» Dataset excerpts:
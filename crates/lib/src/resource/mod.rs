//! Declared resources.
//!
//! A resource is one unit of desired state: a package that should be installed,
//! a file that should hold some content, a service that should be running.
//! Resources are identified by their `(type, title)` pair, written `type[title]`,
//! and carry two kinds of data:
//!
//! - **Attributes**: provider-specific settings, as tagged [`Value`]s
//! - **Relationships**: `before`/`require`/`notify`/`subscribe` references to
//!   other resources, resolved when the catalog is compiled
//!
//! Resources are inert data. Reading and changing the real system is the job of
//! the provider registered for the resource's type.

mod types;

pub use types::*;
//! Test utilities for converge-lib.
//!
//! - [`FakeRunner`]: a scripted [`CommandRunner`] that records every invocation
//! - [`FakeSystem`] + [`FakeProvider`]: an in-memory target system whose
//!   behaviour (failures, slow applies) is driven by resource attributes

use std::collections::HashSet;
use std::sync::atomic::{AtomicUsize, Ordering};
use std::sync::{Arc, Mutex};
use std::time::Duration;

use crate::provider::{
  ApplyOutcome, AttributeSchema, CommandOutput, CommandRunner, CommandSpec, Provider, ProviderError, ProviderRegistry,
  State,
};
use crate::resource::{Resource, ResourceId, ValueKind};

/// A command runner answering from prefix rules.
///
/// The most recently added rule whose prefix matches the full command line
/// wins; unmatched commands succeed with empty output.
#[derive(Default)]
pub struct FakeRunner {
  rules: Mutex<Vec<(String, CommandOutput)>>,
  calls: Mutex<Vec<String>>,
}

impl FakeRunner {
  pub fn new() -> Arc<Self> {
    Arc::new(Self::default())
  }

  pub fn respond(&self, prefix: &str, output: CommandOutput) {
    self.rules.lock().unwrap().push((prefix.to_string(), output));
  }

  pub fn calls(&self) -> Vec<String> {
    self.calls.lock().unwrap().clone()
  }

  pub fn called(&self, prefix: &str) -> bool {
    self.calls().iter().any(|c| c.starts_with(prefix))
  }
}

impl CommandRunner for FakeRunner {
  fn run(&self, spec: &CommandSpec) -> Result<CommandOutput, ProviderError> {
    let line = spec.to_string();
    self.calls.lock().unwrap().push(line.clone());

    let rules = self.rules.lock().unwrap();
    let output = rules
      .iter()
      .rev()
      .find(|(prefix, _)| line.starts_with(prefix.as_str()))
      .map(|(_, output)| output.clone())
      .unwrap_or_else(|| CommandOutput::success(""));
    Ok(output)
  }
}

/// In-memory target system shared by every [`FakeProvider`].
#[derive(Default)]
pub struct FakeSystem {
  present: Mutex<HashSet<ResourceId>>,
  calls: Mutex<Vec<String>>,
  in_flight: Mutex<HashSet<ResourceId>>,
  overlaps: Mutex<Vec<(ResourceId, ResourceId)>>,
  max_in_flight: AtomicUsize,
}

impl FakeSystem {
  pub fn new() -> Arc<Self> {
    Arc::new(Self::default())
  }

  pub fn install(&self, id: &ResourceId) {
    self.present.lock().unwrap().insert(id.clone());
  }

  pub fn is_present(&self, id: &ResourceId) -> bool {
    self.present.lock().unwrap().contains(id)
  }

  /// Every provider call as `"<verb> <id>"`, in call order.
  pub fn calls(&self) -> Vec<String> {
    self.calls.lock().unwrap().clone()
  }

  /// Ids passed to `verb`, in call order.
  pub fn calls_of(&self, verb: &str) -> Vec<String> {
    let prefix = format!("{} ", verb);
    self
      .calls()
      .into_iter()
      .filter_map(|c| c.strip_prefix(&prefix).map(ToString::to_string))
      .collect()
  }

  pub fn clear_calls(&self) {
    self.calls.lock().unwrap().clear();
  }

  /// Pairs of resources whose `apply` calls overlapped in time.
  pub fn overlaps(&self) -> Vec<(ResourceId, ResourceId)> {
    self.overlaps.lock().unwrap().clone()
  }

  pub fn max_in_flight(&self) -> usize {
    self.max_in_flight.load(Ordering::SeqCst)
  }

  fn record(&self, verb: &str, id: &ResourceId) {
    self.calls.lock().unwrap().push(format!("{} {}", verb, id));
  }

  fn enter(&self, id: &ResourceId) {
    let mut in_flight = self.in_flight.lock().unwrap();
    let mut overlaps = self.overlaps.lock().unwrap();
    for other in in_flight.iter() {
      overlaps.push((other.clone(), id.clone()));
    }
    in_flight.insert(id.clone());
    self.max_in_flight.fetch_max(in_flight.len(), Ordering::SeqCst);
  }

  fn leave(&self, id: &ResourceId) {
    self.in_flight.lock().unwrap().remove(id);
  }
}

/// Provider over a [`FakeSystem`].
///
/// Attributes:
/// - `ensure`: `present` (default) or `absent`
/// - `fail_read`, `fail_apply`, `fail_refresh`: make that call fail
/// - `delay_ms`: sleep inside `apply`
pub struct FakeProvider {
  system: Arc<FakeSystem>,
  schema: AttributeSchema,
}

impl FakeProvider {
  pub fn new(system: Arc<FakeSystem>) -> Self {
    Self {
      system,
      schema: AttributeSchema::new()
        .one_of("ensure", &["present", "absent"])
        .optional("fail_read", ValueKind::Bool)
        .optional("fail_apply", ValueKind::Bool)
        .optional("fail_refresh", ValueKind::Bool)
        .optional("delay_ms", ValueKind::Int),
    }
  }

  fn wants_present(resource: &Resource) -> bool {
    resource.attr_str("ensure") != Some("absent")
  }
}

impl Provider for FakeProvider {
  fn schema(&self) -> &AttributeSchema {
    &self.schema
  }

  fn read_current_state(&self, resource: &Resource) -> Result<State, ProviderError> {
    self.system.record("read", &resource.id);
    if resource.attr_bool("fail_read") == Some(true) {
      return Err(ProviderError::Invalid("simulated read failure".to_string()));
    }

    Ok(if self.system.is_present(&resource.id) {
      State::present()
    } else {
      State::absent()
    })
  }

  fn is_in_sync(&self, resource: &Resource, state: &State) -> bool {
    state.exists == Self::wants_present(resource)
  }

  fn apply(&self, resource: &Resource) -> Result<ApplyOutcome, ProviderError> {
    self.system.record("apply", &resource.id);
    self.system.enter(&resource.id);

    if let Some(ms) = resource.attr("delay_ms").and_then(|v| v.as_int()) {
      std::thread::sleep(Duration::from_millis(ms as u64));
    }

    let result = if resource.attr_bool("fail_apply") == Some(true) {
      Err(ProviderError::CommandFailed {
        cmd: format!("fake apply {}", resource.id),
        code: Some(1),
        stderr: "simulated apply failure".to_string(),
      })
    } else if Self::wants_present(resource) {
      self.system.install(&resource.id);
      Ok(ApplyOutcome::new("created"))
    } else {
      self.system.present.lock().unwrap().remove(&resource.id);
      Ok(ApplyOutcome::new("removed"))
    };

    self.system.leave(&resource.id);
    result
  }

  fn refresh(&self, resource: &Resource) -> Result<bool, ProviderError> {
    self.system.record("refresh", &resource.id);
    if resource.attr_bool("fail_refresh") == Some(true) {
      return Err(ProviderError::Invalid("simulated refresh failure".to_string()));
    }
    Ok(true)
  }
}

/// A registry mapping each of `types` to a [`FakeProvider`] over `system`.
pub fn fake_registry(system: &Arc<FakeSystem>, types: &[&str]) -> ProviderRegistry {
  let mut registry = ProviderRegistry::new();
  for kind in types {
    registry.register(*kind, Arc::new(FakeProvider::new(system.clone())));
  }
  registry
}
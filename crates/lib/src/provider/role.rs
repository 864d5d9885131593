//! PostgreSQL roles via `psql`, run as the `postgres` system user.
//!
//! Attributes:
//! - `ensure`: `present` (default) or `absent`
//! - `login`, `superuser`, `createdb`: role flags; unset flags are left alone
//! - `password`: set when the role is created; never compared afterwards

use std::sync::Arc;

use tracing::info;

use super::{ApplyOutcome, AttributeSchema, CommandOutput, CommandRunner, CommandSpec, Provider, ProviderError, State};
use crate::resource::{Resource, ValueKind};

/// Role flags in `pg_roles` column order, with their `CREATE ROLE` keywords.
const FLAGS: &[(&str, &str, &str)] = &[
  ("login", "LOGIN", "NOLOGIN"),
  ("superuser", "SUPERUSER", "NOSUPERUSER"),
  ("createdb", "CREATEDB", "NOCREATEDB"),
];

pub struct RoleProvider {
  runner: Arc<dyn CommandRunner>,
  schema: AttributeSchema,
}

fn quote_ident(name: &str) -> String {
  format!("\"{}\"", name.replace('"', "\"\""))
}

fn quote_literal(value: &str) -> String {
  format!("'{}'", value.replace('\'', "''"))
}

impl RoleProvider {
  pub fn new(runner: Arc<dyn CommandRunner>) -> Self {
    Self {
      runner,
      schema: AttributeSchema::new()
        .one_of("ensure", &["present", "absent"])
        .optional("login", ValueKind::Bool)
        .optional("superuser", ValueKind::Bool)
        .optional("createdb", ValueKind::Bool)
        .optional("password", ValueKind::String),
    }
  }

  fn wants_present(resource: &Resource) -> bool {
    resource.attr_str("ensure") != Some("absent")
  }

  fn psql(&self, sql: &str) -> Result<CommandOutput, ProviderError> {
    let spec = CommandSpec::new("runuser").args(["-u", "postgres", "--", "psql", "-X", "-tA", "-c", sql]);
    self.runner.run_checked(&spec)
  }

  /// `WITH` options for every declared flag that differs from `current`.
  fn options(resource: &Resource, current: &State) -> Vec<String> {
    FLAGS
      .iter()
      .filter_map(|(name, on, off)| {
        let wanted = resource.attr_bool(name)?;
        (current.get_bool(name) != Some(wanted)).then(|| if wanted { on } else { off }.to_string())
      })
      .collect()
  }
}

impl Provider for RoleProvider {
  fn schema(&self) -> &AttributeSchema {
    &self.schema
  }

  fn read_current_state(&self, resource: &Resource) -> Result<State, ProviderError> {
    let sql = format!(
      "SELECT rolcanlogin, rolsuper, rolcreatedb FROM pg_roles WHERE rolname = {}",
      quote_literal(resource.title())
    );
    let output = self.psql(&sql)?;

    if output.stdout.is_empty() {
      return Ok(State::absent());
    }

    let columns: Vec<&str> = output.stdout.trim().split('|').collect();
    if columns.len() != FLAGS.len() {
      return Err(ProviderError::UnexpectedOutput {
        cmd: sql,
        output: output.stdout,
      });
    }

    let mut state = State::present();
    for ((name, _, _), column) in FLAGS.iter().zip(columns) {
      state = state.with(*name, column == "t");
    }
    Ok(state)
  }

  fn is_in_sync(&self, resource: &Resource, state: &State) -> bool {
    if !Self::wants_present(resource) {
      return !state.exists;
    }
    state.exists && Self::options(resource, state).is_empty()
  }

  fn apply(&self, resource: &Resource) -> Result<ApplyOutcome, ProviderError> {
    let role = quote_ident(resource.title());
    let current = self.read_current_state(resource)?;

    if !Self::wants_present(resource) {
      info!(role = resource.title(), "dropping role");
      self.psql(&format!("DROP ROLE IF EXISTS {}", role))?;
      return Ok(ApplyOutcome::new("dropped"));
    }

    if current.exists {
      let options = Self::options(resource, &current);
      info!(role = resource.title(), options = %options.join(" "), "altering role");
      self.psql(&format!("ALTER ROLE {} WITH {}", role, options.join(" ")))?;
      return Ok(ApplyOutcome::new(format!("altered ({})", options.join(" "))));
    }

    // A fresh role starts from the server defaults, so every declared flag is spelled out
    let mut options = Self::options(resource, &State::present());
    if let Some(password) = resource.attr_str("password") {
      options.push(format!("PASSWORD {}", quote_literal(password)));
    }

    info!(role = resource.title(), "creating role");
    let sql = if options.is_empty() {
      format!("CREATE ROLE {}", role)
    } else {
      format!("CREATE ROLE {} WITH {}", role, options.join(" "))
    };
    self.psql(&sql)?;
    Ok(ApplyOutcome::new("created"))
  }
}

» Work order: Please copy every line from the entries that includes the word "title".

» Result for this task:
//! Resources are identified by their `(type, title)` pair, written `type[title]`,
      quote_literal(resource.title())
    let role = quote_ident(resource.title());
      info!(role = resource.title(), "dropping role");
      info!(role = resource.title(), options = %options.join(" "), "altering role");
    info!(role = resource.title(), "creating role");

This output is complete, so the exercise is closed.